What you will do:
Retype, without any change, the first line of the records and every line after it through the one containing "clause always present".

Data shown:
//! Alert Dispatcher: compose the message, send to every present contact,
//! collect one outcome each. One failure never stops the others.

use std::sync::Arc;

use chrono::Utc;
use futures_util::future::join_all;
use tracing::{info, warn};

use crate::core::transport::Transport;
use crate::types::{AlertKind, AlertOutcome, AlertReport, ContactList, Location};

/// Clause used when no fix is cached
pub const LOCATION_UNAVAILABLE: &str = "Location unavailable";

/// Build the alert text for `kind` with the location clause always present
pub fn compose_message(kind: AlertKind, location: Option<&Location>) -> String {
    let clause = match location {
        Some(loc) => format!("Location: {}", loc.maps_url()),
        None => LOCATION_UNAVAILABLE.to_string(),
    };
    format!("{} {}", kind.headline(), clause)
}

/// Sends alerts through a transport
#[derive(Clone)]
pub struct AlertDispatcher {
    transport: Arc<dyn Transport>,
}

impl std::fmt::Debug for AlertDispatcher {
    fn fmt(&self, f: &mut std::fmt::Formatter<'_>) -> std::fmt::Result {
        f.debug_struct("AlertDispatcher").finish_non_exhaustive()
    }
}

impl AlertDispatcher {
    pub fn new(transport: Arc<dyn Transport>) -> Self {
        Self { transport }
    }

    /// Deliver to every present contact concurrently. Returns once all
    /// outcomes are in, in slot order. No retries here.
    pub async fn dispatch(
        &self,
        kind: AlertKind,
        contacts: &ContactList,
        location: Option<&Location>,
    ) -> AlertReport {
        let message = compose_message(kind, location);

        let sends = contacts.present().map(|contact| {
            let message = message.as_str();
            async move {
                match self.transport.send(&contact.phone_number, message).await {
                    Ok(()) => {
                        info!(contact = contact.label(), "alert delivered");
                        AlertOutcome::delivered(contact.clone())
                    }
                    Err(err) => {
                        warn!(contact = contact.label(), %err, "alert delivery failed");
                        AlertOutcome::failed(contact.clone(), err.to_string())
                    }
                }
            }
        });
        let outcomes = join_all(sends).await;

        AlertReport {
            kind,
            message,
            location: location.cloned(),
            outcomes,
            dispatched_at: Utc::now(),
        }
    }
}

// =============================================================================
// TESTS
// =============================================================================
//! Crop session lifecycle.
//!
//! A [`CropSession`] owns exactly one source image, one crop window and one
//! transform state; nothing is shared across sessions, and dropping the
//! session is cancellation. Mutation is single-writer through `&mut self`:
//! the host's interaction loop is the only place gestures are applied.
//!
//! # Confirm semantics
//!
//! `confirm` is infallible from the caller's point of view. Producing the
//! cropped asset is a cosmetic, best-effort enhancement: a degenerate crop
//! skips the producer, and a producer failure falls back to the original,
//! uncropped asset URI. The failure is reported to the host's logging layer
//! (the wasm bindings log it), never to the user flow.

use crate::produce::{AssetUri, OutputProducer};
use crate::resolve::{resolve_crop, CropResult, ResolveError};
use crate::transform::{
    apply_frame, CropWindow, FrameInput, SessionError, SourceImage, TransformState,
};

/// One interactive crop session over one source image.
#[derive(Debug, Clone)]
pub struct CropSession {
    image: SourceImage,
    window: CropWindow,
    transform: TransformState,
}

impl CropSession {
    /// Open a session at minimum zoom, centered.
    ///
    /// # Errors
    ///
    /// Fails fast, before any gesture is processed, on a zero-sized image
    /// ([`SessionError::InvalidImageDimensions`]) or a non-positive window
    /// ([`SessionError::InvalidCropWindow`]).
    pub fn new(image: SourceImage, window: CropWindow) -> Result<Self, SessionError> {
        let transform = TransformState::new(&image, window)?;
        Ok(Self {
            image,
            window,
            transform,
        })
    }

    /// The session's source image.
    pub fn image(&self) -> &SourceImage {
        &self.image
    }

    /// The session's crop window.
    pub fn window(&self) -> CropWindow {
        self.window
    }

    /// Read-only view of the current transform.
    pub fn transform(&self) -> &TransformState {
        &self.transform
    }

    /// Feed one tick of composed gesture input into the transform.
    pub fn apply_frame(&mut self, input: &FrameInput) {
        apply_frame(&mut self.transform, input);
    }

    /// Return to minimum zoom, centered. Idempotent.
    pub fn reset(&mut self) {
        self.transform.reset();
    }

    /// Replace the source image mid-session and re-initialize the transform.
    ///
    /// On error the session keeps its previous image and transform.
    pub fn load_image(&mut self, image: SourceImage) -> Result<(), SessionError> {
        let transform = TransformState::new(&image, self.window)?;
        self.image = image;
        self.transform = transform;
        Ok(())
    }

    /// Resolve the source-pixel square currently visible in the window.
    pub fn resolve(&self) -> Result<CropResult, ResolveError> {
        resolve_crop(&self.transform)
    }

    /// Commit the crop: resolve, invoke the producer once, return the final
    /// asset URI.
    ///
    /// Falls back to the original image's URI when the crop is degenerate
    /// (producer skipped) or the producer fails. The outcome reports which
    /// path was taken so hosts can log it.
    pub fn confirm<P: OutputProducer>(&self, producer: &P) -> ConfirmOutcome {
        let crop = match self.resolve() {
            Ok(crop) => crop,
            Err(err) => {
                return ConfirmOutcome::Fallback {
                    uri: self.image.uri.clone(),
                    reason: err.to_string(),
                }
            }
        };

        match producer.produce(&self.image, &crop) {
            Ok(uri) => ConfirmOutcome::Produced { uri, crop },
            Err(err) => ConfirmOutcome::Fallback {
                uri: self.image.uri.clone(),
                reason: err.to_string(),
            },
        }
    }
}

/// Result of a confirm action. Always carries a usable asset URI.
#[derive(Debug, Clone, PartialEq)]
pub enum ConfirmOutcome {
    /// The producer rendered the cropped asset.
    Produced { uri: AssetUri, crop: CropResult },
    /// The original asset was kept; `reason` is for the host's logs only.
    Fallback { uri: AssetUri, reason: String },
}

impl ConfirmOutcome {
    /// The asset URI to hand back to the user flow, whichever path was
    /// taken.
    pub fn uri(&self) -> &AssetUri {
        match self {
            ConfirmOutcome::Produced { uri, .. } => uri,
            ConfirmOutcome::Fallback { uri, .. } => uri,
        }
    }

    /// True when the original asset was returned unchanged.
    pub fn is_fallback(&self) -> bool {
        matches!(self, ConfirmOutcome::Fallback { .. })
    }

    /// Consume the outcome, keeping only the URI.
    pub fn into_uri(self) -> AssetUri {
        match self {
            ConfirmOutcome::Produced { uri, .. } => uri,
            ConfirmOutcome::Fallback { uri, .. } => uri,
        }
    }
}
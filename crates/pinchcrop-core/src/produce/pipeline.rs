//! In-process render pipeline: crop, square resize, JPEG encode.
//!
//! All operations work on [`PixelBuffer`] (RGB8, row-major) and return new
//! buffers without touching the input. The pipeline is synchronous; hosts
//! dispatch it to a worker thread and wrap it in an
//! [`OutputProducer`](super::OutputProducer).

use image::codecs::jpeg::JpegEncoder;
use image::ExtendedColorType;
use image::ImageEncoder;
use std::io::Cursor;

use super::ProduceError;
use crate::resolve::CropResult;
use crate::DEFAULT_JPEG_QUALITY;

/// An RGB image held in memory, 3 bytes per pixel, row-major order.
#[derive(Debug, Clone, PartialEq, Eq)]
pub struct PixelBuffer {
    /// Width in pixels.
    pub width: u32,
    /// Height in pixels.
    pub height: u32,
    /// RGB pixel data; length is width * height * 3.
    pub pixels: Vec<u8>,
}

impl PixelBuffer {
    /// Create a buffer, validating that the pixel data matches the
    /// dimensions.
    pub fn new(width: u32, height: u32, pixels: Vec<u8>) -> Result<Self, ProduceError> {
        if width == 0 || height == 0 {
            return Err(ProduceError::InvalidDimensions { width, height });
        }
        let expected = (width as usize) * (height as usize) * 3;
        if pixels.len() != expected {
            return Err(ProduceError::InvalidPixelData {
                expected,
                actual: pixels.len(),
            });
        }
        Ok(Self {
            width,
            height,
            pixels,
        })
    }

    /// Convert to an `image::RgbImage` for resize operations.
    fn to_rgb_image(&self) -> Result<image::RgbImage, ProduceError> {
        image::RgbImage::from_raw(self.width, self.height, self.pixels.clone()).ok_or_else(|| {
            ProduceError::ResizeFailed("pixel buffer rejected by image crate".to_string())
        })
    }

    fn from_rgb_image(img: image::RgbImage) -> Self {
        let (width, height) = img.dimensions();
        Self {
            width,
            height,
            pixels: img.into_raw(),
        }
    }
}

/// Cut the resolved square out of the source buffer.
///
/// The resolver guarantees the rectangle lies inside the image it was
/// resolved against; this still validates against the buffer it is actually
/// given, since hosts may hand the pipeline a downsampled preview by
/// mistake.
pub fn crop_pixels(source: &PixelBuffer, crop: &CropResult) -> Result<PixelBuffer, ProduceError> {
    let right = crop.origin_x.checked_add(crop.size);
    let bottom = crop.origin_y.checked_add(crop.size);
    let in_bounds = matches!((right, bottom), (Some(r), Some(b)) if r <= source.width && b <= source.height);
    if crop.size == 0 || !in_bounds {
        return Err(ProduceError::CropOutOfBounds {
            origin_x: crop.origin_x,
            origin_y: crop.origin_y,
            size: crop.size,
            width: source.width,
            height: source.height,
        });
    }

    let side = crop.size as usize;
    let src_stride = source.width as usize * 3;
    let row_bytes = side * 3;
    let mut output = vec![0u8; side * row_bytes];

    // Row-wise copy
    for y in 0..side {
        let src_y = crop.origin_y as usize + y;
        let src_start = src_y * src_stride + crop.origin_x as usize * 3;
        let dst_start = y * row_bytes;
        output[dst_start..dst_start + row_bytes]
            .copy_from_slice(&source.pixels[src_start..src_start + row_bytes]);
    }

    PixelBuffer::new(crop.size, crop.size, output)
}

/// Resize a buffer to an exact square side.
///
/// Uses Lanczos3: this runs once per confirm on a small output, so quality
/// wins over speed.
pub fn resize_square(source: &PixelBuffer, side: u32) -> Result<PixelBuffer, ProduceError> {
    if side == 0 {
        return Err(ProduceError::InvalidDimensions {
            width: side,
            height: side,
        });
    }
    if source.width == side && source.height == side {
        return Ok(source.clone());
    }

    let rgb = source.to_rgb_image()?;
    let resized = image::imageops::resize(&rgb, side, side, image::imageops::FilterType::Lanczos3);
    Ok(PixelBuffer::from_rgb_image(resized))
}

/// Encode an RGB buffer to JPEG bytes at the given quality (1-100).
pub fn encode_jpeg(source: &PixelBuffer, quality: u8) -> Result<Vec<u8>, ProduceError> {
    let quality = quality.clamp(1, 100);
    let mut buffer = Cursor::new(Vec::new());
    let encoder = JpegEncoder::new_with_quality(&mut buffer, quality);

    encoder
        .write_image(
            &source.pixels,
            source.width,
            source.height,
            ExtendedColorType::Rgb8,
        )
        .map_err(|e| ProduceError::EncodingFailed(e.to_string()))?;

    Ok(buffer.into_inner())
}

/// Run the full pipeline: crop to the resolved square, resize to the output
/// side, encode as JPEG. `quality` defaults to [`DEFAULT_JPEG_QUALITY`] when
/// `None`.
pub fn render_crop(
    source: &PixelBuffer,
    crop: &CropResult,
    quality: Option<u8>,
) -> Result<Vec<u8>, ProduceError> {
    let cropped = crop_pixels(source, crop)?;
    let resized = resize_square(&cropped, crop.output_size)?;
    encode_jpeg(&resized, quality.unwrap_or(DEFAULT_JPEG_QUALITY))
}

Solution to the exercise:
//! Alert Dispatcher: compose the message, send to every present contact,
//! collect one outcome each. One failure never stops the others.

use std::sync::Arc;

use chrono::Utc;
use futures_util::future::join_all;
use tracing::{info, warn};

use crate::core::transport::Transport;
use crate::types::{AlertKind, AlertOutcome, AlertReport, ContactList, Location};

/// Clause used when no fix is cached
pub const LOCATION_UNAVAILABLE: &str = "Location unavailable";

/// Build the alert text for `kind` with the location clause always present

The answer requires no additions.